Most recently, Style writer Paul Farhi, observed that President Bush likes to embrace people and doesn’t mind reporters photographing him doing it. Fahri covers a nice range of issues (hugging was first mentioned by The Economist in July 2006), but the snark permeates the piece:

The wildfires in Southern California this week have served to remind the world once more about one of the singular and underappreciated skills of George W. Bush: The man is a generous hugger.

There he was, amid the charred remains of some formerly upscale neighborhood, embracing the weary and the dazed victims of the fire. He made a little speech as one of the unfortunate locals was snuggled up to his side, his arm clinching her close. The gesture suggested strength, solidarity, compassion. The resident looked almost reassured.

Long after his presidency is history, some of the most memorable images of Bush’s years in office will involve hugs. Flip through the mental photo album: Bush, standing on that legendary rubble pile on Sept. 14, 2001, one arm vise-clamping a firefighter, the other gripping a bullhorn; Bush, in New Orleans and Mississippi, handing out embraces like the Red Cross hands out relief supplies; Bush, at Virginia Tech, hugging the relatives of 32 murdered students.

For a president who doesn’t necessarily come across as a touchy-feely guy, he sure does touch a lot.
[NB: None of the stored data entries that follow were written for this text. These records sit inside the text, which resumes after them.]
//! Class catalogue loader.

use std::path::Path;

use serde::{Deserialize, Serialize};
use skill_core::{ClassId, ClassKind, ClassRegistry, SkillConfig};

use crate::loaders::{LoadResult, read_file};

#[derive(Debug, Clone, Serialize, Deserialize)]
pub struct ClassEntry {
    pub id: ClassId,
    pub kind: ClassKind,
}

/// Class catalogue structure for RON files.
#[derive(Debug, Clone, Serialize, Deserialize)]
pub struct ClassCatalog {
    pub classes: Vec<ClassEntry>,
}

/// Loader for the class registry.
///
/// Handler entries must name a handler compiled into the registry; all other
/// kinds are registered as listed.
pub struct ClassLoader;

impl ClassLoader {
    pub fn load(path: &Path, config: &SkillConfig) -> LoadResult<ClassRegistry> {
        let content = read_file(path)?;
        Self::parse_with(&content, config)
    }

    pub fn parse(content: &str) -> LoadResult<ClassRegistry> {
        Self::parse_with(content, &SkillConfig::default())
    }

    /// Parses a catalogue on top of built-in handlers configured by `config`.
    pub fn parse_with(content: &str, config: &SkillConfig) -> LoadResult<ClassRegistry> {
        let catalog: ClassCatalog = ron::from_str(content)
            .map_err(|e| anyhow::anyhow!("Failed to parse class catalog RON: {}", e))?;

        let mut registry = ClassRegistry::with_configured_handlers(config);
        for entry in catalog.classes {
            match entry.kind {
                ClassKind::Handler => {
                    if !registry.is_kind(&entry.id, ClassKind::Handler) {
                        anyhow::bail!("Handler class '{}' has no built-in implementation", entry.id);
                    }
                }
                kind => {
                    if let Some(existing) = registry.kind_of(&entry.id) {
                        anyhow::bail!("Class '{}' declared twice ({} and {})", entry.id, existing, kind);
                    }
                    registry.register(entry.id, kind);
                }
            }
        }

        Ok(registry)
    }
}

#[cfg(test)]
mod tests {
    use super::*;

    #[test]
    fn registers_listed_kinds() {
        let registry = ClassLoader::parse(
            r#"(classes: [
                (id: "Projectile.Bolt", kind: projectile),
                (id: "Area.Burn", kind: area_effect),
                (id: "Mechanic.Pierce", kind: handler),
            ])"#,
        )
        .unwrap();

        assert!(registry.is_kind(&ClassId::new("Projectile.Bolt"), ClassKind::Projectile));
        assert!(registry.is_kind(&ClassId::new("Area.Burn"), ClassKind::AreaEffect));
        assert!(registry.instantiate_handler(&ClassId::new("Mechanic.Pierce")).is_some());
    }

    #[test]
    fn rejects_unimplemented_handlers() {
        let err = ClassLoader::parse(r#"(classes: [(id: "Mechanic.Chain", kind: handler)])"#)
            .unwrap_err();
        assert!(err.to_string().contains("Mechanic.Chain"));
    }
}
//! Cast a skill in the sandbox and report what happened.

use std::sync::Arc;

use anyhow::{Context, Result};
use clap::Parser;
use skill_core::{ActorId, SkillError, Transform, Vec3};
use skill_runtime::{CueScope, Simulation};
use tracing::{error, info};

use super::{ContentArgs, resolve};

/// Collision radius of every sandbox character.
const CHARACTER_RADIUS: f32 = 20.0;

/// Cast a skill at a row of target dummies
#[derive(Parser)]
pub struct Cast {
    /// Skill id (e.g., Fireball)
    #[arg(value_name = "SKILL")]
    skill: String,

    /// Support ids to link, in order
    #[arg(short, long = "support", value_name = "SUPPORT")]
    supports: Vec<String>,

    /// Number of target dummies in front of the caster
    #[arg(short, long, default_value_t = 3)]
    targets: u32,

    /// Distance between neighbouring targets
    #[arg(long, default_value_t = 200.0)]
    spacing: f32,

    /// Frames to simulate after the cast
    #[arg(short, long, env = "SKILL_SIM_FRAMES", default_value_t = 120)]
    frames: u32,

    /// Seconds per frame
    #[arg(long, env = "SKILL_SIM_DT", default_value_t = 1.0 / 30.0)]
    dt: f32,

    #[command(flatten)]
    content: ContentArgs,
}

impl Cast {
    pub fn execute(self) -> Result<()> {
        if self.dt <= 0.0 {
            anyhow::bail!("--dt must be positive, got {}", self.dt);
        }

        let catalog = self.content.load()?;
        let (definition, _) = resolve(&catalog, &self.skill, &self.supports)?;

        let mut sim = Simulation::builder()
            .config(catalog.config().clone())
            .registry(Arc::clone(catalog.classes()))
            .build()?;

        let caster = spawn(&mut sim, "caster", Vec3::ZERO)?;
        {
            let component = sim
                .world_mut()
                .ability_component_mut(caster)
                .context("Caster has no ability component")?;
            component.equip_skill(Arc::clone(&definition));
            for id in &self.supports {
                let support = catalog
                    .support(id)
                    .with_context(|| format!("Unknown support: {id}"))?;
                if !component.link_support(&definition.skill_id, Arc::clone(support)) {
                    anyhow::bail!("Support {id} is already linked");
                }
            }
        }

        let targets = (1..=self.targets)
            .map(|i| {
                let x = i as f32 * self.spacing;
                spawn(&mut sim, &format!("dummy{i}"), Vec3::new(x, 0.0, 0.0))
            })
            .collect::<Result<Vec<_>>>()?;

        let report = sim.cast(caster, &definition).map_err(|e| {
            error!(code = e.error_code(), severity = %e.severity(), "{e}");
            anyhow::Error::new(e).context(format!("Failed to cast {}", self.skill))
        })?;
        info!(
            skill = %report.spec.skill_id,
            final_damage = report.spec.final_damage,
            carriers = report.execution.carriers().count(),
            "cast"
        );

        let stepped = sim.run(self.frames, self.dt);

        println!("Skill:    {}", report.spec.skill_id);
        println!("Supports: [{}]", self.supports.join(", "));
        println!("Damage:   {:.2}", report.spec.final_damage);
        println!(
            "Carriers: {} spawned, {} alive after {} frames ({:.2}s)",
            report.execution.carriers().count(),
            sim.carriers().len(),
            stepped,
            sim.elapsed()
        );

        println!("\nTargets:");
        for target in &targets {
            let health = sim
                .world()
                .ability_component(*target)
                .map_or(0.0, |c| c.attributes().health());
            let location = sim
                .world()
                .actor(*target)
                .map_or(Vec3::ZERO, |a| a.transform.location);
            println!("  {target}  x={:>7.1}  health {:>6.1}", location.x, health);
        }

        let cues = sim.world().cue_log().events();
        let net = cues.iter().filter(|e| e.scope == CueScope::Net).count();
        println!("\nCues: {} local, {} net", cues.len() - net, net);

        sim.shutdown();
        Ok(())
    }
}

fn spawn(sim: &mut Simulation, name: &str, location: Vec3) -> Result<ActorId> {
    let world = sim.world_mut();
    let actor = world.spawn_character(name, Transform::at(location), CHARACTER_RADIUS);
    if !world.add_ability_component(actor) {
        anyhow::bail!("Failed to attach ability component to {name}");
    }
    Ok(actor)
}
In just the past six months, according to a database search, he has hugged hundreds of people in public: the families of dead firefighters and police officers; the parents of a posthumous Medal of Honor winner; workers at a Nashville bread company; the mayor of Huntsville, Ala.; the jockey who rode the winning horse at the Kentucky Derby; the survivors of a Kansas tornado; departing political mastermind Karl Rove; press secretary Dana Perino. He touches nobodies and world leaders alike.

The act of hugging and greeting other people is a fascinating issue, and it says a lot about one’s personality and culture. My wife and I watched the excellent Kite Runner over the weekend, and we were struck by the formalism of Afghani culture, particularly in their greetings.

I don’t sense that America has any well-established greetings customs. It tends to range from the fairly awkward, formal, stiff handshake to a peck on the check. Somewhere in between those two extremes is the hug, which has many varieties from the awkward side-hug to the full embrace.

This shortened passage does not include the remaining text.